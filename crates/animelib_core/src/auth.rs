//! Salted password hashing and verification.
//!
//! # Responsibility
//! - Derive Argon2id PHC strings from plaintext passwords.
//! - Verify candidate passwords against stored PHC strings.
//!
//! # Invariants
//! - Every `hash` call uses a fresh random salt.
//! - Digest comparison is constant-time (delegated to `argon2`).
//! - Plaintext passwords and hashes are never logged.

use argon2::password_hash::rand_core::OsRng;
use argon2::password_hash::{PasswordHash, PasswordHasher, PasswordVerifier, SaltString};
use argon2::Argon2;
use std::error::Error;
use std::fmt::{Display, Formatter};

pub type AuthResult<T> = Result<T, AuthError>;

#[derive(Debug)]
pub enum AuthError {
    Hash(argon2::password_hash::Error),
}

impl Display for AuthError {
    fn fmt(&self, f: &mut Formatter<'_>) -> std::fmt::Result {
        match self {
            Self::Hash(err) => write!(f, "password hashing failed: {err}"),
        }
    }
}

impl Error for AuthError {
    fn source(&self) -> Option<&(dyn Error + 'static)> {
        match self {
            Self::Hash(err) => Some(err),
        }
    }
}

impl From<argon2::password_hash::Error> for AuthError {
    fn from(value: argon2::password_hash::Error) -> Self {
        Self::Hash(value)
    }
}

/// Stateless wrapper around the Argon2id parameters.
#[derive(Default)]
pub struct CredentialManager {
    hasher: Argon2<'static>,
}

impl CredentialManager {
    pub fn new() -> Self {
        Self::default()
    }

    /// Hashes `password` with a fresh salt and returns the PHC string.
    pub fn hash(&self, password: &str) -> AuthResult<String> {
        let salt = SaltString::generate(&mut OsRng);
        let hash = self.hasher.hash_password(password.as_bytes(), &salt)?;
        Ok(hash.to_string())
    }

    /// Returns whether `password` matches `stored_hash`.
    ///
    /// A malformed `stored_hash` is treated as a mismatch.
    pub fn verify(&self, password: &str, stored_hash: &str) -> bool {
        let Ok(parsed) = PasswordHash::new(stored_hash) else {
            return false;
        };
        self.hasher
            .verify_password(password.as_bytes(), &parsed)
            .is_ok()
    }
}
//! Interactive menu loop over line-based input and output.
//!
//! # Responsibility
//! - Drive sign-up/log-in and the authenticated catalog menu.
//! - Coerce typed fields from free-form lines, re-prompting on bad numbers.
//!
//! # Invariants
//! - The session starts `Unauthenticated`; sign-up never logs in.
//! - Only `Log In` with valid credentials reaches `Authenticated`.
//! - End of input behaves like `Exit` in either state.
//! - Store failures end the loop with `SessionError::Repo`; user-level
//!   failures (validation, unknown id, taken username) are printed instead.

use crate::model::anime::{AnimeEntry, AnimeId, AnimeRecord};
use crate::repo::account_repo::AccountRepository;
use crate::repo::catalog_repo::CatalogRepository;
use crate::repo::{RepoError, RepoResult};
use log::{info, warn};
use std::error::Error;
use std::fmt::{Display, Formatter};
use std::io::{BufRead, Write};
use std::str::FromStr;

const MENU_HEADER: &str = "===== Anime Library Menu =====";
const INVALID_CHOICE: &str = "Invalid choice. Please try again.";
const INVALID_NUMBER: &str = "Please enter a valid non-negative number.";

pub type SessionResult<T> = Result<T, SessionError>;

#[derive(Debug)]
pub enum SessionError {
    Io(std::io::Error),
    Repo(RepoError),
}

impl Display for SessionError {
    fn fmt(&self, f: &mut Formatter<'_>) -> std::fmt::Result {
        match self {
            Self::Io(err) => write!(f, "console I/O failed: {err}"),
            Self::Repo(err) => write!(f, "{err}"),
        }
    }
}

impl Error for SessionError {
    fn source(&self) -> Option<&(dyn Error + 'static)> {
        match self {
            Self::Io(err) => Some(err),
            Self::Repo(err) => Some(err),
        }
    }
}

impl From<std::io::Error> for SessionError {
    fn from(value: std::io::Error) -> Self {
        Self::Io(value)
    }
}

impl From<RepoError> for SessionError {
    fn from(value: RepoError) -> Self {
        Self::Repo(value)
    }
}

/// Authentication state of the running session.
#[derive(Debug, Clone, PartialEq, Eq)]
pub enum SessionState {
    Unauthenticated,
    Authenticated { username: String },
}

#[derive(Debug, Clone, Copy, PartialEq, Eq)]
enum Step {
    Continue,
    Exit,
}

/// One interactive session bound to a pair of repositories.
pub struct Session<A, C, R, W> {
    accounts: A,
    catalog: C,
    input: R,
    output: W,
    state: SessionState,
}

impl<A, C, R, W> Session<A, C, R, W>
where
    A: AccountRepository,
    C: CatalogRepository,
    R: BufRead,
    W: Write,
{
    pub fn new(accounts: A, catalog: C, input: R, output: W) -> Self {
        Self {
            accounts,
            catalog,
            input,
            output,
            state: SessionState::Unauthenticated,
        }
    }

    pub fn state(&self) -> &SessionState {
        &self.state
    }

    /// Runs menus until the user exits or input ends.
    pub fn run(&mut self) -> SessionResult<()> {
        writeln!(self.output, "Welcome to the Anime Library!")?;
        info!("event=session_start module=session status=ok");

        loop {
            let step = match self.state {
                SessionState::Unauthenticated => self.top_level_step()?,
                SessionState::Authenticated { .. } => self.library_step()?,
            };
            if step == Step::Exit {
                break;
            }
        }

        writeln!(self.output, "Exiting the Anime Library.")?;
        self.output.flush()?;
        info!("event=session_end module=session status=ok");
        Ok(())
    }

    fn top_level_step(&mut self) -> SessionResult<Step> {
        writeln!(self.output, "\n{MENU_HEADER}")?;
        writeln!(self.output, "1. Sign Up")?;
        writeln!(self.output, "2. Log In")?;
        writeln!(self.output, "3. Exit")?;
        let Some(choice) = self.prompt("Enter your choice (1/2/3): ")? else {
            return Ok(Step::Exit);
        };

        match choice.trim() {
            "1" => self.sign_up(),
            "2" => self.log_in(),
            "3" => Ok(Step::Exit),
            _ => {
                writeln!(self.output, "{INVALID_CHOICE}")?;
                Ok(Step::Continue)
            }
        }
    }

    fn library_step(&mut self) -> SessionResult<Step> {
        writeln!(self.output, "\n{MENU_HEADER}")?;
        writeln!(self.output, "1. Add Anime")?;
        writeln!(self.output, "2. View Library")?;
        writeln!(self.output, "3. Search Anime")?;
        writeln!(self.output, "4. Update Anime")?;
        writeln!(self.output, "5. Delete Anime")?;
        writeln!(self.output, "6. Log Out")?;
        let Some(choice) = self.prompt("Enter your choice (1/2/3/4/5/6): ")? else {
            return Ok(Step::Exit);
        };

        match choice.trim() {
            "1" => self.add_anime(),
            "2" => self.view_library(),
            "3" => self.search_anime(),
            "4" => self.update_anime(),
            "5" => self.delete_anime(),
            "6" => {
                writeln!(self.output, "Logging out.")?;
                info!("event=logout module=session status=ok");
                self.state = SessionState::Unauthenticated;
                Ok(Step::Continue)
            }
            _ => {
                writeln!(self.output, "{INVALID_CHOICE}")?;
                Ok(Step::Continue)
            }
        }
    }

    fn sign_up(&mut self) -> SessionResult<Step> {
        let Some(username) = self.prompt("Enter a username: ")? else {
            return Ok(Step::Exit);
        };
        let Some(password) = self.prompt("Enter a password: ")? else {
            return Ok(Step::Exit);
        };

        match recoverable(self.accounts.create_user(&username, &password))? {
            Ok(user_id) => {
                info!("event=user_signup module=session status=ok user_id={user_id}");
                writeln!(self.output, "User created successfully!")?;
            }
            Err(RepoError::DuplicateUsername(name)) => {
                warn!("event=user_signup module=session status=rejected reason=duplicate_username");
                writeln!(self.output, "Username '{name}' is already taken.")?;
            }
            Err(err) => {
                warn!("event=user_signup module=session status=rejected reason=invalid_input");
                writeln!(self.output, "Error: {err}")?;
            }
        }
        Ok(Step::Continue)
    }

    fn log_in(&mut self) -> SessionResult<Step> {
        let Some(username) = self.prompt("Enter your username: ")? else {
            return Ok(Step::Exit);
        };
        let Some(password) = self.prompt("Enter your password: ")? else {
            return Ok(Step::Exit);
        };

        if self.accounts.authenticate(&username, &password)? {
            info!("event=login module=session status=ok");
            writeln!(self.output, "Welcome, {username}!")?;
            self.state = SessionState::Authenticated { username };
        } else {
            warn!("event=login module=session status=rejected");
            writeln!(
                self.output,
                "Invalid username or password. Please try again."
            )?;
        }
        Ok(Step::Continue)
    }

    fn add_anime(&mut self) -> SessionResult<Step> {
        let Some(record) = self.read_record(
            "Enter anime title: ",
            "Enter anime genre: ",
            "Enter the number of episodes: ",
        )?
        else {
            return Ok(Step::Exit);
        };

        match recoverable(self.catalog.add(&record))? {
            Ok(id) => {
                info!("event=anime_add module=session status=ok anime_id={id}");
                writeln!(self.output, "{} has been added to the library!", record.title)?;
            }
            Err(err) => writeln!(self.output, "Error: {err}")?,
        }
        Ok(Step::Continue)
    }

    fn view_library(&mut self) -> SessionResult<Step> {
        let entries = self.catalog.list_all()?;
        if entries.is_empty() {
            writeln!(self.output, "Anime library is empty.")?;
        } else {
            writeln!(self.output, "Anime Library:")?;
            self.write_entries(&entries)?;
        }
        Ok(Step::Continue)
    }

    fn search_anime(&mut self) -> SessionResult<Step> {
        let Some(keyword) = self.prompt("Enter the keyword to search: ")? else {
            return Ok(Step::Exit);
        };

        let results = self.catalog.search(&keyword)?;
        if results.is_empty() {
            writeln!(self.output, "No anime found with the given keyword.")?;
        } else {
            writeln!(self.output, "\nSearch Results:")?;
            self.write_entries(&results)?;
        }
        Ok(Step::Continue)
    }

    fn update_anime(&mut self) -> SessionResult<Step> {
        let Some(id) = self.prompt_number::<AnimeId>("Enter the ID of the anime to update: ")?
        else {
            return Ok(Step::Exit);
        };
        let Some(record) = self.read_record(
            "Enter the new anime title: ",
            "Enter the new anime genre: ",
            "Enter the new number of episodes: ",
        )?
        else {
            return Ok(Step::Exit);
        };

        match recoverable(self.catalog.update(id, &record))? {
            Ok(()) => {
                info!("event=anime_update module=session status=ok anime_id={id}");
                writeln!(self.output, "Anime information updated successfully!")?;
            }
            Err(RepoError::NotFound(id)) => {
                writeln!(self.output, "No anime found with ID {id}.")?;
            }
            Err(err) => writeln!(self.output, "Error: {err}")?,
        }
        Ok(Step::Continue)
    }

    fn delete_anime(&mut self) -> SessionResult<Step> {
        let Some(id) = self.prompt_number::<AnimeId>("Enter the ID of the anime to delete: ")?
        else {
            return Ok(Step::Exit);
        };

        match recoverable(self.catalog.delete(id))? {
            Ok(()) => {
                info!("event=anime_delete module=session status=ok anime_id={id}");
                writeln!(self.output, "Anime deleted successfully!")?;
            }
            Err(RepoError::NotFound(id)) => {
                writeln!(self.output, "No anime found with ID {id}.")?;
            }
            Err(err) => writeln!(self.output, "Error: {err}")?,
        }
        Ok(Step::Continue)
    }

    fn read_record(
        &mut self,
        title_prompt: &str,
        genre_prompt: &str,
        episodes_prompt: &str,
    ) -> SessionResult<Option<AnimeRecord>> {
        let Some(title) = self.prompt(title_prompt)? else {
            return Ok(None);
        };
        let Some(genre) = self.prompt(genre_prompt)? else {
            return Ok(None);
        };
        let Some(episode_count) = self.prompt_number::<u32>(episodes_prompt)? else {
            return Ok(None);
        };
        Ok(Some(AnimeRecord::new(title, genre, episode_count)))
    }

    fn write_entries(&mut self, entries: &[AnimeEntry]) -> SessionResult<()> {
        for entry in entries {
            writeln!(self.output, "{entry}")?;
        }
        Ok(())
    }

    /// Prints `prompt` and reads one line without its line terminator.
    ///
    /// Returns `None` once input is exhausted.
    fn prompt(&mut self, prompt: &str) -> SessionResult<Option<String>> {
        write!(self.output, "{prompt}")?;
        self.output.flush()?;

        let mut line = String::new();
        if self.input.read_line(&mut line)? == 0 {
            return Ok(None);
        }
        let trimmed_len = line.trim_end_matches(['\n', '\r']).len();
        line.truncate(trimmed_len);
        Ok(Some(line))
    }

    /// Reads a number, re-prompting until the line parses.
    fn prompt_number<T: FromStr>(&mut self, prompt: &str) -> SessionResult<Option<T>> {
        loop {
            let Some(line) = self.prompt(prompt)? else {
                return Ok(None);
            };
            match line.trim().parse::<T>() {
                Ok(value) => return Ok(Some(value)),
                Err(_) => writeln!(self.output, "{INVALID_NUMBER}")?,
            }
        }
    }
}

/// Separates errors the user can act on from store failures.
fn recoverable<T>(result: RepoResult<T>) -> SessionResult<Result<T, RepoError>> {
    match result {
        Ok(value) => Ok(Ok(value)),
        Err(
            err @ (RepoError::Validation(_)
            | RepoError::NotFound(_)
            | RepoError::DuplicateUsername(_)
            | RepoError::InvalidInput(_)),
        ) => Ok(Err(err)),
        Err(err) => Err(err.into()),
    }
}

· · · · · · ·

--- WHAT YOU WILL DO ---
Find and show each line of the listing with the word "module".

--- THE COMPLETED TASK ---
        info!("event=session_start module=session status=ok");
        info!("event=session_end module=session status=ok");
                info!("event=logout module=session status=ok");
                info!("event=user_signup module=session status=ok user_id={user_id}");
                warn!("event=user_signup module=session status=rejected reason=duplicate_username");
                warn!("event=user_signup module=session status=rejected reason=invalid_input");
            info!("event=login module=session status=ok");
            warn!("event=login module=session status=rejected");
                info!("event=anime_add module=session status=ok anime_id={id}");
                info!("event=anime_update module=session status=ok anime_id={id}");
                info!("event=anime_delete module=session status=ok anime_id={id}");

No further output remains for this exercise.